#[cfg(test)]
mod tests {
    use super::*;
    use std::cell::RefCell;
    use std::collections::{HashMap, HashSet};

    #[derive(Default)]
    struct ScriptedBackend {
        results: HashMap<String, ExecAttempt>,
        statable: HashSet<String>,
        attempts: RefCell<Vec<(String, Vec<String>)>>,
        skips: RefCell<Vec<SkipDiagnostic>>,
    }

    impl ScriptedBackend {
        fn with(mut self, path: &str, result: ExecAttempt) -> Self {
            self.results.insert(path.to_string(), result);
            self
        }

        fn statable(mut self, path: &str) -> Self {
            self.statable.insert(path.to_string());
            self
        }

        fn attempted(&self) -> Vec<String> {
            self.attempts
                .borrow()
                .iter()
                .map(|(path, _)| path.clone())
                .collect()
        }
    }

    impl ExecBackend for ScriptedBackend {
        fn execve(&self, path: &CStr, argv: &[CString], _envp: &[CString]) -> ExecAttempt {
            let path = path.to_string_lossy().into_owned();
            let argv = argv
                .iter()
                .map(|arg| arg.to_string_lossy().into_owned())
                .collect();
            self.attempts.borrow_mut().push((path.clone(), argv));
            self.results
                .get(&path)
                .copied()
                .unwrap_or(ExecAttempt::Failed(libc::ENOENT))
        }

        fn stat_ok(&self, path: &CStr) -> bool {
            self.statable.contains(path.to_string_lossy().as_ref())
        }

        fn report_skip(&self, skip: &SkipDiagnostic) {
            self.skips.borrow_mut().push(skip.clone());
        }
    }

    fn request(name: &str) -> ExecRequest {
        ExecRequest::new(name, [name, "x", "y"], [("HOME", "/root")])
    }

    fn run(backend: &ScriptedBackend, name: &str, path: &str) -> ExecOutcome {
        execvpe_with(backend, &request(name), Some(OsStr::new(path)))
    }

    fn failed(outcome: ExecOutcome) -> Error {
        match outcome {
            ExecOutcome::Failed(err) => err,
            ExecOutcome::Replaced => panic!("expected failure"),
        }
    }

    #[test]
    fn stops_at_first_successful_entry() {
        let backend = ScriptedBackend::default().with("/b/prog", ExecAttempt::Replaced);
        let outcome = run(&backend, "prog", "/a:/b:/c");
        assert!(matches!(outcome, ExecOutcome::Replaced));
        assert_eq!(backend.attempted(), vec!["/a/prog", "/b/prog"]);
    }

    #[test]
    fn permission_denied_is_remembered_across_entries() {
        let backend = ScriptedBackend::default()
            .with("/a/prog", ExecAttempt::Failed(libc::EACCES))
            .statable("/a/prog");
        let err = failed(run(&backend, "prog", "/a:/b"));
        assert_eq!(err.kind(), ErrorKind::PermissionDenied);
        assert_eq!(err.errno(), Some(libc::EACCES));
        assert_eq!(backend.attempted(), vec!["/a/prog", "/b/prog"]);
    }

    #[test]
    fn permission_denied_without_stat_counts_as_not_found() {
        let backend =
            ScriptedBackend::default().with("/a/prog", ExecAttempt::Failed(libc::EACCES));
        let err = failed(run(&backend, "prog", "/a:/b"));
        assert_eq!(err.kind(), ErrorKind::NotFound);
        assert_eq!(err.errno(), Some(libc::ENOENT));
    }

    #[test]
    fn all_missing_is_not_found() {
        let backend = ScriptedBackend::default();
        let err = failed(run(&backend, "prog", "/a:/b"));
        assert_eq!(err.errno(), Some(libc::ENOENT));
        assert_eq!(backend.attempted(), vec!["/a/prog", "/b/prog"]);
    }

    #[test]
    fn transient_errors_continue_the_search() {
        let backend = ScriptedBackend::default()
            .with("/a/prog", ExecAttempt::Failed(libc::ENOTDIR))
            .with("/b/prog", ExecAttempt::Failed(libc::ELOOP))
            .with("/c/prog", ExecAttempt::Failed(libc::ENAMETOOLONG))
            .with("/d/prog", ExecAttempt::Replaced);
        let outcome = run(&backend, "prog", "/a:/b:/c:/d");
        assert!(matches!(outcome, ExecOutcome::Replaced));
        assert_eq!(backend.attempted().len(), 4);
    }

    #[test]
    fn oversized_entry_is_skipped_with_diagnostic() {
        let long = format!("/{}", "x".repeat(MAX_CANDIDATE_LEN));
        let path = format!("{long}:/b");
        let backend = ScriptedBackend::default().with("/b/prog", ExecAttempt::Replaced);
        let outcome = run(&backend, "prog", &path);
        assert!(matches!(outcome, ExecOutcome::Replaced));
        assert_eq!(backend.attempted(), vec!["/b/prog"]);
        let skips = backend.skips.borrow();
        assert_eq!(skips.len(), 1);
        assert_eq!(skips[0].entry, long);
        assert_eq!(skips[0].candidate_len, long.len() + "prog".len() + 2);
    }

    #[test]
    fn entry_at_the_length_limit_is_attempted() {
        let dir = format!("/{}", "d".repeat(MAX_CANDIDATE_LEN - "prog".len() - 3));
        assert_eq!(dir.len() + "prog".len() + 2, MAX_CANDIDATE_LEN);
        let backend = ScriptedBackend::default();
        let _ = run(&backend, "prog", &dir);
        assert_eq!(backend.attempted().len(), 1);
        assert!(backend.skips.borrow().is_empty());
    }

    #[test]
    fn exec_format_error_retries_once_with_shell() {
        let backend = ScriptedBackend::default()
            .with("/a/prog", ExecAttempt::Failed(libc::ENOEXEC))
            .with("/bin/sh", ExecAttempt::Failed(libc::EACCES));
        let err = failed(run(&backend, "prog", "/a:/b"));
        assert_eq!(err.kind(), ErrorKind::ExecFormatRetryFailed);
        assert_eq!(err.errno(), Some(libc::EACCES));

        let attempts = backend.attempts.borrow();
        assert_eq!(attempts.len(), 2);
        assert_eq!(attempts[1].0, "/bin/sh");
        assert_eq!(attempts[1].1, vec!["sh", "/a/prog", "x", "y"]);
    }

    #[test]
    fn exec_format_retry_success_replaces() {
        let backend = ScriptedBackend::default()
            .with("/a/prog", ExecAttempt::Failed(libc::ENOEXEC))
            .with("/bin/sh", ExecAttempt::Replaced);
        let outcome = run(&backend, "prog", "/a:/b");
        assert!(matches!(outcome, ExecOutcome::Replaced));
        assert_eq!(backend.attempted(), vec!["/a/prog", "/bin/sh"]);
    }

    #[test]
    fn terminal_errors_stop_the_search() {
        for (errno, kind) in [
            (libc::E2BIG, ErrorKind::ArgumentListTooLong),
            (libc::ENOMEM, ErrorKind::OutOfMemory),
            (libc::ETXTBSY, ErrorKind::Os),
            (libc::EIO, ErrorKind::Os),
        ] {
            let backend = ScriptedBackend::default()
                .with("/a/prog", ExecAttempt::Failed(errno))
                .with("/b/prog", ExecAttempt::Replaced);
            let err = failed(run(&backend, "prog", "/a:/b"));
            assert_eq!(err.kind(), kind);
            assert_eq!(err.errno(), Some(errno));
            assert_eq!(backend.attempted(), vec!["/a/prog"]);
        }
    }

    #[test]
    fn name_with_separator_is_tried_literally_once() {
        let backend = ScriptedBackend::default().with("/a/prog", ExecAttempt::Replaced);
        let err = failed(run(&backend, "./prog", "/a"));
        assert_eq!(err.errno(), Some(libc::ENOENT));
        assert_eq!(backend.attempted(), vec!["./prog"]);
    }

    #[test]
    fn literal_permission_denied_is_eacces() {
        let backend = ScriptedBackend::default()
            .with("/opt/tool", ExecAttempt::Failed(libc::EACCES))
            .statable("/opt/tool");
        let err = failed(run(&backend, "/opt/tool", "/a"));
        assert_eq!(err.errno(), Some(libc::EACCES));
        assert_eq!(backend.attempted(), vec!["/opt/tool"]);
    }

    #[test]
    fn empty_segments_mean_current_directory() {
        let backend = ScriptedBackend::default();
        let _ = run(&backend, "prog", ":/a::/b:");
        assert_eq!(
            backend.attempted(),
            vec!["./prog", "/a/prog", "./prog", "/b/prog", "./prog"]
        );
    }

    #[test]
    fn missing_path_uses_default_list() {
        let backend = ScriptedBackend::default();
        let _ = execvpe_with(&backend, &request("prog"), None);
        assert_eq!(backend.attempted(), vec!["/usr/bin/prog", "/bin/prog"]);
    }

    #[test]
    fn empty_name_fails_without_attempts() {
        let backend = ScriptedBackend::default();
        let err = failed(run(&backend, "", "/a"));
        assert_eq!(err.errno(), Some(libc::ENOENT));
        assert!(backend.attempted().is_empty());
    }

    #[test]
    fn nul_bytes_are_rejected() {
        let backend = ScriptedBackend::default();
        let request = ExecRequest::new("prog", ["prog", "a\0b"], Vec::<(String, String)>::new());
        let err = failed(execvpe_with(&backend, &request, Some(OsStr::new("/a"))));
        assert_eq!(err.errno(), Some(libc::EINVAL));
        assert!(backend.attempted().is_empty());
    }

    #[test]
    fn environment_is_rendered_as_key_value_pairs() {
        let request = ExecRequest::new("prog", ["prog"], [("A", "1"), ("B", "x=y")]);
        let prepared = Prepared::new(&request).expect("prepared");
        let rendered: Vec<_> = prepared
            .envp
            .iter()
            .map(|entry| entry.to_string_lossy().into_owned())
            .collect();
        assert_eq!(rendered, vec!["A=1", "B=x=y"]);
    }

    #[test]
    fn search_state_splits_segments() {
        let state = PathSearchState::new(b"/a::/b");
        assert_eq!(state.remaining(), 3);
        assert!(!state.permission_seen());
    }

    #[cfg(unix)]
    #[test]
    fn os_backend_reports_missing_program() {
        let temp = tempfile::tempdir().expect("tempdir");
        let request = ExecRequest::new("no-such-helper", ["no-such-helper"], Vec::<(String, String)>::new());
        let outcome = execvpe_with(&OsExecBackend, &request, Some(temp.path().as_os_str()));
        let err = failed(outcome);
        assert_eq!(err.kind(), ErrorKind::NotFound);
    }

    #[cfg(unix)]
    #[test]
    fn os_backend_reports_non_executable_file() {
        use std::os::unix::fs::PermissionsExt;
        let temp = tempfile::tempdir().expect("tempdir");
        let script = temp.path().join("helper");
        std::fs::write(&script, "echo hi\n").expect("write");
        std::fs::set_permissions(&script, std::fs::Permissions::from_mode(0o644))
            .expect("chmod");
        let request = ExecRequest::new("helper", ["helper"], Vec::<(String, String)>::new());
        let outcome = execvpe_with(&OsExecBackend, &request, Some(temp.path().as_os_str()));
        let err = failed(outcome);
        assert_eq!(err.kind(), ErrorKind::PermissionDenied);
    }
}
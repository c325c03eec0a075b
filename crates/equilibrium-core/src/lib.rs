// ─────────────────────────────────────────────────────────────────────
// Equilibrium Kernel — Core Engine
// (C) 1998-2026 Miroslav Sotek. All rights reserved.
// License: GNU AGPL v3 | Commercial licensing available
// ─────────────────────────────────────────────────────────────────────
#![deny(unsafe_code)]
//! Equilibrium-convergence control engine: entity store, harm
//! evaluator, bounded convergence loop and action guard.
//!
//! # Invariants
//!
//! 1. **Harm is never negative and never silently repaired**: harm is
//!    `|derivative − target|`; a NaN or infinite value from the dynamics
//!    provider or step policy aborts the operation with
//!    `EquilibriumError::Dynamics` naming the entity.
//!
//! 2. **Every run terminates**: a run ends `Converged` once
//!    `|potential| <= tolerance`, `NonConvergent` after `max_iterations`,
//!    or `Cancelled` when the token is set at an iteration boundary.
//!
//! 3. **Iterations are atomic**: adjustments read only the previous
//!    committed snapshot and are written to a separate buffer that is
//!    committed whole, under the store's write lock.
//!
//! 4. **Guard decisions share one snapshot**: all harms of a guard pass
//!    are computed before the first hook runs; a hook failure never
//!    stops the pass.

pub mod cancel;
pub mod convergence;
pub mod engine;
pub mod guard;
pub mod harm;
pub mod store;

pub use cancel::CancellationToken;
pub use convergence::{ConvergenceLoop, RunOptions, StepDamping};
pub use engine::{EngineBuilder, EngineHandle};
pub use guard::{ActionGuard, ActionHook, BlockList, LogOnly};
pub use harm::{HarmEvaluator, Resolved};
pub use store::{EntityStore, SharedStore, StoreReader};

Your objective: Copy out each line from the listing that contains the string "argv".

Response to the task:
        fn execve(&self, path: &CStr, argv: &[CString], _envp: &[CString]) -> ExecAttempt {
            let argv = argv
            self.attempts.borrow_mut().push((path.clone(), argv));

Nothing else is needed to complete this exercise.